The Versteegh case also has wider relevance as the tribunal also considered the way two anti-avoidance provisions that affect the tax treatment of loans and interest should be applied when there is a tax avoidance motive. As this aspect of the judgment is of wider and enduring relevance we have focussed on this rather than the detail of the particular arrangements in Versteegh.

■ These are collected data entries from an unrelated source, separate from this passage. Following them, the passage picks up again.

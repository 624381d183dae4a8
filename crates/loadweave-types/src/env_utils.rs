//! Environment variable parsing utilities.
//!
//! Type-safe helpers for reading configuration overrides from the process
//! environment, replacing the repeated
//! `std::env::var(..).ok().and_then(|v| v.parse().ok())` pattern.
//!
//! # Example
//!
//! ```
//! use loadweave_types::env_utils::{env_flag, env_var};
//!
//! let level: Option<u32> = env_var("LOADWEAVE_DOC_LEVEL");
//! assert_eq!(level, None);
//! assert_eq!(env_flag("LOADWEAVE_DOC_FLAG"), None);
//! ```

use std::str::FromStr;

/// Parse an environment variable into a type that implements `FromStr`.
///
/// Returns `None` if the variable is not set or cannot be parsed.
pub fn env_var<T: FromStr>(key: &str) -> Option<T> {
    std::env::var(key).ok().and_then(|v| v.trim().parse().ok())
}

/// Read a boolean flag, distinguishing "unset" from "false".
///
/// Truthy: "1", "true", "yes", "on". Falsy: "0", "false", "no", "off".
/// Anything else is treated as unset.
pub fn env_flag(key: &str) -> Option<bool> {
    let value = std::env::var(key).ok()?;
    match value.trim().to_lowercase().as_str() {
        "1" | "true" | "yes" | "on" => Some(true),
        "0" | "false" | "no" | "off" => Some(false),
        _ => None,
    }
}
//! Load-time transformation orchestrator.
//!
//! This crate is the authority a host loading pipeline consults for every
//! compiled unit it is about to define. It does not implement weaving itself;
//! it coordinates the collaborators that do.
//!
//! ## Architecture
//!
//! ```text
//!                 ┌──────────────────┐
//!  host loader ──►│ TransformerCore  │──► bytes | None | TransformError
//!                 └────────┬─────────┘
//!        ┌─────────────┬───┴─────────┬───────────────┬──────────────┐
//!        ▼             ▼             ▼               ▼              ▼
//!   ClassCodec   WeavingService  GenerationService  Extension    Reload
//!   (decode /    (apply donors)  (synthesize)       Pipeline     Coordinator
//!    encode)                                        (phases,     (donor →
//!                                                    synthetic)   targets)
//! ```
//!
//! ## Key Modules
//!
//! - [`environment`] / [`guard`] - one orchestrator per [`Environment`]
//! - [`transformer`] - the per-unit pipeline (`transform`, `generate`, `audit`, `reload`)
//! - [`phases`] - ordered extension phases and the default checks
//! - [`synthetic`] - registry of generated units
//! - [`reload`] - donor → target dependency index
//! - [`codec`] - binary form of a unit
//! - [`config`] - JSON configuration with `LOADWEAVE_*` overrides

pub mod codec;
pub mod config;
pub mod environment;
pub mod errors;
pub mod guard;
pub mod phases;
pub mod reload;
pub mod services;
pub mod synthetic;
pub mod transformer;

// Re-export commonly used types at crate root
pub use codec::{BcsClassCodec, ClassCodec};
pub use config::TransformerConfig;
pub use environment::{ActiveOrchestrator, Environment, OrchestratorId};
pub use errors::{CodecError, PhaseVeto, TransformError, WeavingError};
pub use guard::SingletonGuard;
pub use phases::{ExtensionPipeline, Phase, PhaseAction, PhaseResult};
pub use reload::{DonorStore, ReloadCoordinator, ReloadIndex};
pub use services::{
    DecliningGenerator, Generation, GenerationService, PassthroughWeaver, WeaveContext,
    WeaveMode, WeaveOutcome, WeavingService,
};
pub use synthetic::{PendingSynthetic, SyntheticClassInfo, SyntheticClassRegistry, SyntheticKind};
pub use transformer::{TransformerBuilder, TransformerCore};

The first anti-avoidance provision the Tribunal examined was ICTA 1988 s786 (now s777 CTA 2010). The original purpose of the predecessor to s786 was to restrict individual taxpayers’ relief for interest paid against income tax. HMRC sought to apply this to provision here to corporation tax, so that the value of the shares issued to the subsidiary would be taxable on the lender. The Tribunal held s786 could apply to companies –but that it only applied where there was a transaction, other than simply the making of the loans themselves, under which income was foregone. In Versteegh, it was the terms on which the loans were made that gave rise to the claimed tax benefit. Thus, in the absence of any other transaction the anti-avoidance provision was ineffective. Furthermore they agreed the taxpayer’s alternative argument that a side effect of there being a stand alone code for taxing companies also caused the provision to be ineffective.

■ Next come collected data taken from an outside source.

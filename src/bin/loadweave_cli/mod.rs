//! CLI subcommand implementations for loadweave

pub mod batch;
pub mod encode;
pub mod inspect;
pub mod transform;

use std::path::Path;

use anyhow::{Context, Result};
use loadweave_core::TransformerConfig;

/// Load the configuration file if given, then apply `LOADWEAVE_*` overrides.
pub fn load_config(path: Option<&Path>) -> Result<TransformerConfig> {
    let config = match path {
        Some(path) => TransformerConfig::load(path)?,
        None => TransformerConfig::default(),
    };
    Ok(config.apply_env_overrides())
}

pub fn read_unit(path: &Path) -> Result<Vec<u8>> {
    std::fs::read(path).with_context(|| format!("Failed to read unit {}", path.display()))
}

pub fn write_unit(path: &Path, bytes: &[u8]) -> Result<()> {
    if let Some(parent) = path.parent().filter(|p| !p.as_os_str().is_empty()) {
        std::fs::create_dir_all(parent)
            .with_context(|| format!("Failed to create {}", parent.display()))?;
    }
    std::fs::write(path, bytes).with_context(|| format!("Failed to write unit {}", path.display()))
}
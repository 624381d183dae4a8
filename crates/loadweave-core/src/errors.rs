//! Error taxonomy for the orchestrator.
//!
//! Every error is scoped: a codec or weaving failure aborts the one unit being
//! loaded and never touches other units. `AlreadyActive` and `DuplicatePhase`
//! are the only construction-time errors. Declining to generate a unit is not an error at
//! all and is reported through [`Generation::Declined`](crate::services::Generation).

use thiserror::Error;

use crate::environment::ActiveOrchestrator;

/// Failure of the binary codec.
#[derive(Debug, Clone, PartialEq, Eq, Error)]
pub enum CodecError {
    /// Input does not start with the unit header.
    #[error("missing unit header (expected {expected:02x?})")]
    BadMagic { expected: [u8; 4] },

    /// Payload could not be decoded or encoded.
    #[error("malformed unit: {reason}")]
    Malformed { reason: String },

    /// Decoded or supplied tree violates a structural rule.
    #[error("invalid unit: {reason}")]
    Invalid { reason: String },
}

/// Veto raised by a phase to stop the pipeline.
#[derive(Debug, Clone, PartialEq, Eq, Error)]
#[error("{reason}")]
pub struct PhaseVeto {
    pub reason: String,
}

impl PhaseVeto {
    pub fn new(reason: impl Into<String>) -> Self {
        Self {
            reason: reason.into(),
        }
    }
}

/// Failure inside the weaving or generation step.
#[derive(Debug, Clone, PartialEq, Eq, Error)]
pub enum WeavingError {
    /// A phase refused to let the pipeline continue.
    #[error("phase '{phase}' vetoed: {veto}")]
    Vetoed { phase: String, veto: PhaseVeto },

    /// The tree handed back carries a different qualified name.
    #[error("unit identity changed from '{expected}' to '{found}'")]
    IdentityChanged { expected: String, found: String },

    /// The weaving or generation collaborator failed.
    #[error("{reason}")]
    Service { reason: String },
}

impl WeavingError {
    pub fn service(reason: impl Into<String>) -> Self {
        WeavingError::Service {
            reason: reason.into(),
        }
    }
}

/// Top-level error returned to the host.
#[derive(Debug, Clone, Error)]
pub enum TransformError {
    /// Another orchestrator already owns the environment.
    #[error("environment '{environment}' already has an active orchestrator ({existing})")]
    AlreadyActive {
        environment: String,
        existing: ActiveOrchestrator,
    },

    /// Two phases share a name; the pipeline keeps names unique.
    #[error("phase '{name}' is already registered")]
    DuplicatePhase { name: String },

    #[error("failed to decode unit '{name}': {source}")]
    Decode {
        name: String,
        #[source]
        source: CodecError,
    },

    #[error("failed to encode unit '{name}': {source}")]
    Encode {
        name: String,
        #[source]
        source: CodecError,
    },

    #[error("weaving failed for '{name}': {source}")]
    Weaving {
        name: String,
        #[source]
        source: WeavingError,
    },

    #[error("generation failed for '{name}': {source}")]
    Generation {
        name: String,
        #[source]
        source: WeavingError,
    },

    #[error("audit failed: {source}")]
    Audit {
        #[source]
        source: WeavingError,
    },
}

impl TransformError {
    /// Name of the unit the error is scoped to, if any.
    pub fn unit_name(&self) -> Option<&str> {
        match self {
            TransformError::Decode { name, .. }
            | TransformError::Encode { name, .. }
            | TransformError::Weaving { name, .. }
            | TransformError::Generation { name, .. } => Some(name),
            TransformError::AlreadyActive { .. }
            | TransformError::DuplicatePhase { .. }
            | TransformError::Audit { .. } => None,
        }
    }

    /// Whether the error was raised by a phase veto.
    pub fn is_veto(&self) -> bool {
        matches!(
            self,
            TransformError::Weaving {
                source: WeavingError::Vetoed { .. },
                ..
            } | TransformError::Generation {
                source: WeavingError::Vetoed { .. },
                ..
            }
        )
    }
}
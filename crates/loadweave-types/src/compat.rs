//! Compatibility level: the binary version generated units target.

use serde::{Deserialize, Serialize};
use std::fmt;
use std::str::FromStr;

/// Binary format version targeted by newly generated units.
///
/// Parses from either a bare number (`"52"`) or a `v`-prefixed form (`"v52"`).
#[derive(Debug, Clone, Copy, PartialEq, Eq, PartialOrd, Ord, Hash, Serialize, Deserialize)]
#[serde(transparent)]
pub struct CompatibilityLevel(u32);

impl CompatibilityLevel {
    /// Lowest version the orchestrator will emit.
    pub const MINIMUM: CompatibilityLevel = CompatibilityLevel(1);

    pub const fn new(binary_version: u32) -> Self {
        Self(binary_version)
    }

    /// The binary version stamped on generated units.
    pub const fn binary_version(self) -> u32 {
        self.0
    }

    /// Whether a unit of `version` can be handled at this level.
    pub fn supports(self, version: u32) -> bool {
        version <= self.0
    }
}

impl Default for CompatibilityLevel {
    fn default() -> Self {
        Self(52)
    }
}

impl fmt::Display for CompatibilityLevel {
    fn fmt(&self, f: &mut fmt::Formatter<'_>) -> fmt::Result {
        write!(f, "v{}", self.0)
    }
}

impl FromStr for CompatibilityLevel {
    type Err = String;

    fn from_str(s: &str) -> Result<Self, Self::Err> {
        let trimmed = s.trim();
        let digits = trimmed
            .strip_prefix('v')
            .or_else(|| trimmed.strip_prefix('V'))
            .unwrap_or(trimmed);
        let version: u32 = digits
            .parse()
            .map_err(|e| format!("invalid compatibility level '{}': {}", s, e))?;
        if version < Self::MINIMUM.0 {
            return Err(format!(
                "compatibility level '{}' is below the minimum {}",
                s,
                Self::MINIMUM
            ));
        }
        Ok(Self(version))
    }
}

The other anti-avoidance provision is the unallowable purpose rule in the special set of rules for taxing companies on their financing income and expense (the unallowable purpose rule is often referred to as “paragraph 13”, its location when enacted). HMRC asserted that if a financing arrangement was structured to obtain a tax advantage, the unallowable purpose rule would apply inevitably to counter the benefits. The Tribunal held that for para 13 to apply, a tax advantage had to be a main purpose of the particular transaction and this could only be judged by a detailed consideration of all the circumstances of the particular transactions and by reference to the purposes of the actual companies involved. The question could not be answered in the abstract. Thus even if a lending structure gives rise to a tax advantage, and that tax advantage drove the design of the structure, if the parties can show that the tax advantage was not a main purpose (e.g. because there was an underlying commercial need for the funds) the unallowable purpose rule cannot be invoked by HMRC. The tribunal commented at paragraph 160 of their decision:
‘It does not necessarily follow, without taking into account all the factual context and the relevant circumstances, from the fact that the only reason for the design, structure and terms of the borrowing was to obtain such a tax advantage, and that the parties, including the Borrower, knew that was the case, that the Borrower has a tax avoidance purpose which is a main purpose within the meaning of para 13.’
Whilst HMRC won this case and the users of the particular scheme failed to get any of the claimed tax benefits, the comments of the Tribunal on the operation of the two anti-avoidance rules will give protection to tax relief and benefits of companies’ commercially driven borrowings, even if the way the borrowing is structured gives a tax advantage.